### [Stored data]
....................

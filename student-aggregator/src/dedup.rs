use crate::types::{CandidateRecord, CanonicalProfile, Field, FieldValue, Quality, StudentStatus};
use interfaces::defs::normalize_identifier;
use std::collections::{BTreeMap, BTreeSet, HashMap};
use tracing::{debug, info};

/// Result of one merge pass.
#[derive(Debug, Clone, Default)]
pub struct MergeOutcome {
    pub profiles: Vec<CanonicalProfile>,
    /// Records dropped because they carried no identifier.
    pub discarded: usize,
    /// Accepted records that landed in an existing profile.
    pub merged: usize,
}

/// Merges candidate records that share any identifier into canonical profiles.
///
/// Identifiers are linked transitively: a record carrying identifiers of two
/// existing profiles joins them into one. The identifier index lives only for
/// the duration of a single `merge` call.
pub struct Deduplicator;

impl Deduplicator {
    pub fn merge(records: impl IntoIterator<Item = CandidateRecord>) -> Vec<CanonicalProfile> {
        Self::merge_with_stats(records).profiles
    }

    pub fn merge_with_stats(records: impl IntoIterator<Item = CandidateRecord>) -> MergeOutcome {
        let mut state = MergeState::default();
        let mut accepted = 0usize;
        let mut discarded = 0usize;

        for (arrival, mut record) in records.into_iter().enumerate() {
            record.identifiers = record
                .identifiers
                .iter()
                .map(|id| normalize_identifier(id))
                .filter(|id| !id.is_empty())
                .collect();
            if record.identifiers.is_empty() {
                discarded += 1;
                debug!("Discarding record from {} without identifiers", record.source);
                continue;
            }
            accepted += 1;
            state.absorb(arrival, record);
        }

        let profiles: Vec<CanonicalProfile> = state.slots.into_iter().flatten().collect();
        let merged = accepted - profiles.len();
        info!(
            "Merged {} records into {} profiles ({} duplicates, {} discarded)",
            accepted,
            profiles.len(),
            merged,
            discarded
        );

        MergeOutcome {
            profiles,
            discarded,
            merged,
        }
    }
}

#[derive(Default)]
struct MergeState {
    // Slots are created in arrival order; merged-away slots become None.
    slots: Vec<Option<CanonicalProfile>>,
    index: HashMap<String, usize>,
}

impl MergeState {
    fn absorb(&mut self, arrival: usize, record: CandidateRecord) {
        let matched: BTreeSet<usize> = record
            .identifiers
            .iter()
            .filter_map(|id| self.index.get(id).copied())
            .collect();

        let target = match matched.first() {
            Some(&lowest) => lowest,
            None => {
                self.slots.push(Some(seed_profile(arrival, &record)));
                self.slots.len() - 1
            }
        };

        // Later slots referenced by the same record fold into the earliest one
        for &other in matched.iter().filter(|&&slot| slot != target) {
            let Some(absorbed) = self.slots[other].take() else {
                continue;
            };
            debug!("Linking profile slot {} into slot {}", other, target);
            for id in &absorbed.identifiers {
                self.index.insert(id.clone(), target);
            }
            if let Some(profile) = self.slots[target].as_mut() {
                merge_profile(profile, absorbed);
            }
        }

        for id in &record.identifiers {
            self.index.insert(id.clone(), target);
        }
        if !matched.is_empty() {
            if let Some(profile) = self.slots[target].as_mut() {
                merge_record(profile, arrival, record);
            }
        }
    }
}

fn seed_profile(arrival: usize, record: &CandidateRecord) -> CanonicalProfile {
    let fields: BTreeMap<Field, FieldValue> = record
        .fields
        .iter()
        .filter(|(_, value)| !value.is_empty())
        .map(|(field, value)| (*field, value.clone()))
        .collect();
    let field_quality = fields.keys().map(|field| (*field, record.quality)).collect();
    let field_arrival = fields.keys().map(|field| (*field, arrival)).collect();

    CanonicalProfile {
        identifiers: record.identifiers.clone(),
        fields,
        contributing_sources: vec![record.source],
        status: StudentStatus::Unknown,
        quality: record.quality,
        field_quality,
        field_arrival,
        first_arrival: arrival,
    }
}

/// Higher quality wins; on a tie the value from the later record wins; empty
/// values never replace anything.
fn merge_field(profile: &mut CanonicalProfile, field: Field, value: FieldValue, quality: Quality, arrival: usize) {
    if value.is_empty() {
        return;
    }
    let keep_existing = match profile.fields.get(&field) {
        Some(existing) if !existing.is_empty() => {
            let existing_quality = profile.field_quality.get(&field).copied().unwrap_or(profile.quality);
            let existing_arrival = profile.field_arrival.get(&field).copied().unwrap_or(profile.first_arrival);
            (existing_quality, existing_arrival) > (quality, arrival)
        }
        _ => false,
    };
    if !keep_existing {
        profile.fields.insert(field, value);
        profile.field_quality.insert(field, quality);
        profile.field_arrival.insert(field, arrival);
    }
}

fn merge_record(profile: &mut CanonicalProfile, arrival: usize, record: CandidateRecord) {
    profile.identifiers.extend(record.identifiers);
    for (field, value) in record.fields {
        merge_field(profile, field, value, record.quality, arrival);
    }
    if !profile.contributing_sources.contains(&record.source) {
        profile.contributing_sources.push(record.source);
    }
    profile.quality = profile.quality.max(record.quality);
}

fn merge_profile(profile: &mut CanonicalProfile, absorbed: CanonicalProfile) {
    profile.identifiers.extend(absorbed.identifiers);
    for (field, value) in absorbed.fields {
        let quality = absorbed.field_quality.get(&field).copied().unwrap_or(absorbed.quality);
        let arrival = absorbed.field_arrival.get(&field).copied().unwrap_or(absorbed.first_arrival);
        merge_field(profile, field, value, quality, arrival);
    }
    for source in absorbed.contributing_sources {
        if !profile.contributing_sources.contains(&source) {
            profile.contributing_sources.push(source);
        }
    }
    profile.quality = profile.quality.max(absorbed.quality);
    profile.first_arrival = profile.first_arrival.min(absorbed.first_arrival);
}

....................

### [REQUIRED ACTION]
Check every line of the records above for the string "matched". Copy those that hold it.

### [RESPONSE TO THIS EXERCISE]
        let matched: BTreeSet<usize> = record
        let target = match matched.first() {
        for &other in matched.iter().filter(|&&slot| slot != target) {
        if !matched.is_empty() {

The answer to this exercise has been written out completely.